Unfortunately, it is completely wrong.
Ireland had no great debt until it assumed the $100 billion or so that the banking system delivered to it when it collapsed.
By socializing that debt, in other words, making the taxpayer responsible for it not the greedy and out of control bankers, Ireland then hit the skids.
But it was a capitalism problem to begin with Bill, not a socialist problem.
The banks were like 'Girls Gone Wild' loaning money from European banks then reloaning it to ever more gullible Irish clients who spent and spent and built and built until.....

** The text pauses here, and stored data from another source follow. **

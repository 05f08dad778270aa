//! Slack Web API access for the onboarding tutorial.
//!
//! [`ChatApi`] is the seam the dispatcher talks to; [`SlackService`] is the
//! production implementation over `slack-morphism`'s hyper client.

use std::future::Future;
use std::pin::Pin;
use std::sync::Arc;

use slack_morphism::prelude::{
    SlackApiChatPostMessageRequest, SlackApiChatUpdateRequest, SlackApiConversationsOpenRequest,
    SlackApiToken, SlackApiTokenType, SlackApiTokenValue, SlackBlock, SlackChannelId, SlackClient,
    SlackClientHyperHttpsConnector, SlackClientSession, SlackMessageContent, SlackTs, SlackUserId,
};
use tracing::{debug, info};

use crate::models::tutorial::{TutorialMessage, TutorialRequest};
use crate::{AppError, Result};

/// Boxed future returned by [`ChatApi`] methods.
pub type ChatFuture<'a, T> = Pin<Box<dyn Future<Output = Result<T>> + Send + 'a>>;

/// Chat platform operations the relay depends on.
pub trait ChatApi: Send + Sync {
    /// Open (or reuse) a direct-message conversation with `user_id` and
    /// return its channel id.
    ///
    /// # Errors
    ///
    /// Returns [`AppError::Slack`] if the API call fails.
    fn open_direct_channel(&self, user_id: String) -> ChatFuture<'_, String>;

    /// Post or update a tutorial message, returning the resulting message
    /// timestamp.
    ///
    /// # Errors
    ///
    /// Returns [`AppError::Slack`] if the API call fails.
    fn send_tutorial(&self, request: TutorialRequest) -> ChatFuture<'_, String>;
}

/// `slack-morphism` backed [`ChatApi`] authenticated with the bot token.
pub struct SlackService {
    client: Arc<SlackClient<SlackClientHyperHttpsConnector>>,
    bot_token: SlackApiToken,
}

impl SlackService {
    /// Build the HTTPS client for the given bot token.
    ///
    /// # Errors
    ///
    /// Returns `AppError::Slack` if the HTTPS connector cannot be created.
    pub fn new(bot_token: &str) -> Result<Self> {
        let connector = SlackClientHyperHttpsConnector::new()
            .map_err(|err| AppError::Slack(format!("failed to init slack connector: {err}")))?;
        let client = Arc::new(SlackClient::new(connector));
        let bot_token = SlackApiToken::new(SlackApiTokenValue(bot_token.to_owned()))
            .with_token_type(SlackApiTokenType::Bot);

        info!("slack web api client initialised");

        Ok(Self { client, bot_token })
    }

    /// Create an HTTP session for direct API calls using the bot token.
    #[must_use]
    pub fn http_session(&self) -> SlackClientSession<'_, SlackClientHyperHttpsConnector> {
        self.client.open_session(&self.bot_token)
    }

    async fn open_direct(&self, user_id: String) -> Result<String> {
        let request =
            SlackApiConversationsOpenRequest::new().with_users(vec![SlackUserId(user_id.clone())]);
        let response = self
            .http_session()
            .conversations_open(&request)
            .await
            .map_err(|err| AppError::Slack(format!("failed to open dm with {user_id}: {err}")))?;
        let channel = response.channel.id.to_string();
        debug!(user_id, channel, "opened direct channel");
        Ok(channel)
    }

    async fn post(&self, message: TutorialMessage) -> Result<String> {
        let channel = message.channel.clone();
        let request = SlackApiChatPostMessageRequest::new(
            SlackChannelId(message.channel),
            content(message.text, message.blocks),
        )
        .with_username(message.username)
        .with_icon_emoji(message.icon_emoji);

        let response = self
            .http_session()
            .chat_post_message(&request)
            .await
            .map_err(|err| AppError::Slack(format!("failed to post to {channel}: {err}")))?;
        Ok(response.ts.to_string())
    }

    async fn update(&self, ts: String, message: TutorialMessage) -> Result<String> {
        let channel = message.channel.clone();
        let request = SlackApiChatUpdateRequest::new(
            SlackChannelId(message.channel),
            content(message.text, message.blocks),
            SlackTs(ts),
        );

        let response = self
            .http_session()
            .chat_update(&request)
            .await
            .map_err(|err| AppError::Slack(format!("failed to update message in {channel}: {err}")))?;
        Ok(response.ts.to_string())
    }
}

fn content(text: String, blocks: Vec<SlackBlock>) -> SlackMessageContent {
    SlackMessageContent::new().with_text(text).with_blocks(blocks)
}

impl ChatApi for SlackService {
    fn open_direct_channel(&self, user_id: String) -> ChatFuture<'_, String> {
        Box::pin(self.open_direct(user_id))
    }

    fn send_tutorial(&self, request: TutorialRequest) -> ChatFuture<'_, String> {
        Box::pin(async move {
            match request {
                TutorialRequest::Post(message) => self.post(message).await,
                TutorialRequest::Update { ts, message } => self.update(ts, message).await,
            }
        })
    }
}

Well you know what happened next.
Now the banks, who took all the rewards want to avoid the risk too and stick the taxpayers with the bills.
And gullible Ireland has gone along with the IMF in making sure that it is all repaid with the bankers covered.
There is a reason why countries like Canada and Australia did not fall into this near economic collapse like Ireland, the U.S. and other countries did.
They had good government oversight of their banks.
That may be a form of socialism Bill, but I'd gladly undertake it if it made the ordinary taxpayer keep his money and stop it falling into the hands of greedy bankers as is happening in Ireland.